Baseline differences

Compared with CICH clients, comparison group subjects were less likely to have experienced 4 or more episodes of homelessness (54% vs. 68%), and less likely to have been primarily unemployed (34% vs. 46%), within the previous 3 years (Table 17). They were also less likely to be Asian/Pacific Islander (0% vs. 3%), and had fewer mental health problems than CICH clients. Comparison group subjects also had fewer mental health and substance abuse diagnoses (2.6 vs. 3.6), with a lower likelihood of having been diagnosed with bipolar disorder (12% vs. 37%) or with anxiety disorder (22% vs. 44%). Differences in access to healthcare service at baseline were mixed, with comparison group subjects reporting higher rates of being uninsured (34% vs. 17%) and having fewer healthcare providers (3.7 vs. 4.7) than CICH clients, while being more likely to have a regular source of healthcare (90% vs. 76%) (Table 17). Comparison group subjects were also more likely than CICH clients to have received vocational rehabilitation services during the previous 3 months (25% vs. 13%), but were less likely to have received housing services (42% vs. 91%) or case management visits in the community (4% vs. 52%) than CICH clients. Finally, comparison group subjects had spent fewer days in the hospital during the previous 3 months than CICH clients (0.6 vs. 2.2), while being somewhat more religious and placing a greater importance on faith in their lives than CICH clients (2.1 vs. 1.9, on a scale from 0-3).

Overall group differences

After adjusting for site, the baseline value of the dependent variable, and the 14 baseline covariates described above and presented in Table 17, significant differences between the two groups during the 12-month follow-up period were found on five service use measures and on two outcome measures. Overall, CICH clients were 1) more likely to have health insurance (i.e., were less likely to be uninsured), 2) more likely to have a primary treater for mental health or substance abuse problems, 3) more likely to be visited by a case manager in the community, 4) had a greater number of different healthcare providers, and 5) received a more integrated "package" of housing and supported services than did comparison group subjects (Table 18, "group" column).
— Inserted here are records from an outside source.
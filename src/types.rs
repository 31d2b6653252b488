// Copyright 2025-present Harīṣh Tummalachērla
// SPDX-License-Identifier: Apache-2.0

//! The values that flow between the generator and the validator.
//!
//! # Invariants
//!
//! - **CharacterPool**: at least one character, no duplicates, insertion order kept.
//!   Enforced at construction, so an empty pool never reaches the generator.
//!
//! - **Code**: exactly [`CODE_LENGTH`] characters, each drawn from the pool that was
//!   active when the code was produced. Only the generator constructs codes.
//!
//! - **GenerationRequest**: `count >= 1`. Anything smaller is clamped up.

use serde::Serialize;
use std::fmt;

use crate::error::PoolError;

/// Number of characters in every generated code.
pub const CODE_LENGTH: usize = 6;

/// Default pool: uppercase letters and digits minus the look-alikes `I`, `L`, `O`, `1`, `0`.
pub const DEFAULT_CHARACTERS: &str = "ABCDEFGHJKMNPQRSTUVWXYZ23456789";

/// Number of codes produced when the caller doesn't ask for a specific amount.
pub const DEFAULT_COUNT: usize = 4;

// =============================================================================
// CHARACTER POOL
// =============================================================================

/// Ordered set of characters a code may be drawn from.
#[derive(Debug, Clone, PartialEq, Eq)]
pub struct CharacterPool {
    chars: Vec<char>,
}

impl CharacterPool {
    /// Build a pool from every distinct character of `chars`, first occurrence wins.
    pub fn new(chars: &str) -> Result<Self, PoolError> {
        let mut pool: Vec<char> = Vec::with_capacity(chars.len());
        for c in chars.chars() {
            if !pool.contains(&c) {
                pool.push(c);
            }
        }

        if pool.is_empty() {
            return Err(PoolError::Empty);
        }
        Ok(Self { chars: pool })
    }

    #[inline]
    pub fn chars(&self) -> &[char] {
        &self.chars
    }

    /// Number of distinct characters. Never zero.
    #[inline]
    pub fn len(&self) -> usize {
        self.chars.len()
    }

    /// Always false; present for API symmetry with collections.
    #[inline]
    pub fn is_empty(&self) -> bool {
        self.chars.is_empty()
    }

    #[inline]
    pub fn contains(&self, c: char) -> bool {
        self.chars.contains(&c)
    }
}

impl Default for CharacterPool {
    fn default() -> Self {
        Self {
            chars: DEFAULT_CHARACTERS.chars().collect(),
        }
    }
}

impl fmt::Display for CharacterPool {
    fn fmt(&self, f: &mut fmt::Formatter<'_>) -> fmt::Result {
        for c in &self.chars {
            write!(f, "{}", c)?;
        }
        Ok(())
    }
}

// =============================================================================
// CODE
// =============================================================================

/// A generated code. Immutable once produced.
#[derive(Debug, Clone, PartialEq, Eq, Hash, Serialize)]
#[serde(transparent)]
pub struct Code(String);

impl Code {
    pub(crate) fn from_chars(chars: impl IntoIterator<Item = char>) -> Self {
        Code(chars.into_iter().collect())
    }

    #[inline]
    pub fn as_str(&self) -> &str {
        &self.0
    }
}

impl AsRef<str> for Code {
    fn as_ref(&self) -> &str {
        &self.0
    }
}

impl fmt::Display for Code {
    fn fmt(&self, f: &mut fmt::Formatter<'_>) -> fmt::Result {
        f.write_str(&self.0)
    }
}

impl PartialEq<str> for Code {
    fn eq(&self, other: &str) -> bool {
        self.0 == other
    }
}

impl PartialEq<&str> for Code {
    fn eq(&self, other: &&str) -> bool {
        self.0 == *other
    }
}

// =============================================================================
// GENERATION REQUEST
// =============================================================================

/// How many codes to produce. Always at least one.
#[derive(Debug, Clone, Copy, PartialEq, Eq)]
pub struct GenerationRequest {
    count: usize,
}

impl GenerationRequest {
    /// Clamp a caller-supplied count (possibly zero or negative) to `>= 1`.
    pub fn from_requested(requested: i64) -> Self {
        Self {
            count: usize::try_from(requested).unwrap_or(0).max(1),
        }
    }

    #[inline]
    pub fn count(self) -> usize {
        self.count
    }
}

impl From<usize> for GenerationRequest {
    fn from(count: usize) -> Self {
        Self {
            count: count.max(1),
        }
    }
}

impl Default for GenerationRequest {
    fn default() -> Self {
        Self {
            count: DEFAULT_COUNT,
        }
    }
}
CICH clients were also housed a greater number of days, were less likely to be homeless at the time of assessment, and had higher public support incomes than comparison group subjects. No other statistically significant differences between groups were found.

Differences in rates of change

Rates of change in the proportions of individuals having a usual treater for both physical health problems and mental health/substance abuse problems increased for CICH clients, while decreasing for comparison subjects. The same was true of the proportion of subjects receiving a more integrated package of housing and supported services, although the declining proportion among comparison group subjects was less than was the case for the two primary treater/provider measures (Table 18, "group*time" column). Both groups showed increasing rates of being visited in the community by a case manager, but the rate of change was greater for CICH clients than for comparison group subjects.
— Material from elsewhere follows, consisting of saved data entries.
//! Short random codes that never spell a banned word.
//!
//! Codes are six characters drawn from a pool of unambiguous letters and digits.
//! A code is rejected if any banned word appears in it as a subsequence, i.e. its
//! letters show up in order with anything in between. Rejected codes are redrawn,
//! up to a fixed number of attempts per code.
//!
//! # Architecture
//!
//! ```text
//! ┌──────────────┐     ┌──────────────┐     ┌──────────────┐
//! │ wordlist.rs  │────▶│ validator.rs │────▶│ generator.rs │
//! │ (WordSource, │     │ (Validator,  │     │ (Generator,  │
//! │  providers)  │     │  fail-open)  │     │ RandomSource)│
//! └──────────────┘     └──────────────┘     └──────────────┘
//!                             │                    │
//!                             ▼                    ▼
//!                      ┌──────────────┐     ┌──────────────┐
//!                      │  matcher.rs  │     │   types.rs   │
//!                      │ (subsequence)│     │ (Code, pool) │
//!                      └──────────────┘     └──────────────┘
//! ```
//!
//! # Usage
//!
//! ```
//! use safecode::{Generator, Validator};
//!
//! let mut generator = Generator::new(Validator::from_words(["rats", "cheese"]));
//! let codes = generator.generate(4).unwrap();
//! assert_eq!(codes.len(), 4);
//! assert!(codes.iter().all(|c| generator.validator().validate(c.as_str())));
//! ```

pub mod config;
pub mod error;
mod generator;
mod matcher;
pub mod testing;
mod types;
mod validator;
pub mod wordlist;

// Re-exports for public API
pub use config::{Config, WordListLocation};
pub use error::{GenerateError, PoolError, WordListError};
pub use generator::{Generator, RandomSource, MAX_ATTEMPTS};
pub use matcher::{is_subsequence, SubsequenceMatcher};
pub use types::{
    CharacterPool, Code, GenerationRequest, CODE_LENGTH, DEFAULT_CHARACTERS, DEFAULT_COUNT,
};
pub use validator::Validator;
pub use wordlist::{DirWordSource, EmbeddedWordSource, MemoryWordSource, WordSource};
Both groups showed dramatic improvements in housing rates over time, although the rate of improvement among CICH clients was substantially greater. CICH clients' participation in community activities remained largely unchanged, while comparison group subjects' participation declined modestly over time. A gradual, modest decline in the average number of days in jail was found among CICH clients, in contrast to more widely fluctuating decreases and increases in jail time observed from quarter to quarter among comparison group subjects.
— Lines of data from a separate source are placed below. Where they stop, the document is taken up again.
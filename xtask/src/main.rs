//! Custom cargo commands for the safecode crate.
//!
//! Usage:
//!   cargo xtask check     - Quick check (build + tests + clippy)
//!   cargo xtask test      - Run all tests
//!   cargo xtask bench     - Run benchmarks
//!   cargo xtask fuzz      - Run the subsequence fuzz target for a minute

use anyhow::{bail, Context, Result};
use std::env;
use std::path::PathBuf;
use std::process::Command;

/// Seconds the fuzz target runs for.
const FUZZ_SECONDS: u32 = 60;

fn main() -> Result<()> {
    let task = env::args().nth(1);
    match task.as_deref() {
        Some("check") => check()?,
        Some("test") => test()?,
        Some("bench") => bench()?,
        Some("fuzz") => fuzz()?,
        _ => print_help(),
    }
    Ok(())
}

fn print_help() {
    eprintln!(
        r#"
cargo xtask <COMMAND>

Commands:
  check     Quick check (cargo check + test + clippy)
  test      Run all Rust tests
  bench     Run benchmarks
  fuzz      Fuzz subsequence matching (requires cargo-fuzz and nightly)
"#
    );
}

/// Quick check
fn check() -> Result<()> {
    println!("Running quick checks...\n");

    println!("[1/3] cargo check...");
    run_cargo(&["check", "--all-targets"])?;

    println!("[2/3] cargo test...");
    run_cargo(&["test", "--quiet"])?;

    println!("[3/3] cargo clippy...");
    run_cargo(&["clippy", "--quiet", "--", "-D", "warnings"])?;

    println!("\n✓ Quick checks passed");
    Ok(())
}

/// Run all tests
fn test() -> Result<()> {
    run_cargo(&["test"])
}

/// Run benchmarks
fn bench() -> Result<()> {
    run_cargo(&["bench"])
}

/// Run the fuzz target from the fuzz/ directory
fn fuzz() -> Result<()> {
    let fuzz_dir = project_root()?.join("fuzz");
    let max_time = format!("-max_total_time={}", FUZZ_SECONDS);

    let status = Command::new("cargo")
        .args(["+nightly", "fuzz", "run", "subsequence_matching", "--", max_time.as_str()])
        .current_dir(&fuzz_dir)
        .status()
        .context("Failed to run cargo fuzz")?;

    if !status.success() {
        bail!("fuzzing found a failure");
    }

    Ok(())
}

// ============================================================================
// Helper functions
// ============================================================================

fn project_root() -> Result<PathBuf> {
    let manifest_dir = match env::var("CARGO_MANIFEST_DIR") {
        Ok(dir) => PathBuf::from(dir),
        Err(_) => env::current_dir().context("Failed to read current directory")?,
    };

    // xtask is in project_root/xtask, so go up one level
    let root = manifest_dir.parent().unwrap_or(&manifest_dir);
    Ok(root.to_path_buf())
}

fn run_cargo(args: &[&str]) -> Result<()> {
    let root = project_root()?;

    let status = Command::new("cargo")
        .args(args)
        .current_dir(&root)
        .status()
        .with_context(|| format!("Failed to run cargo {:?}", args))?;

    if !status.success() {
        bail!("cargo {:?} failed", args);
    }

    Ok(())
}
Finally, there were no significant differences in total costs or changes in cost over time, although the overall pattern of total cost data suggests that CICH clients began with somewhat higher costs at baseline, but that at 12 months costs were not substantially different. Some differences were found between the groups in rates of change on the measure of quarterly substance abuse treatment costs, but these fluctuations are likely to reflect the relatively small number of clients in the comparison group.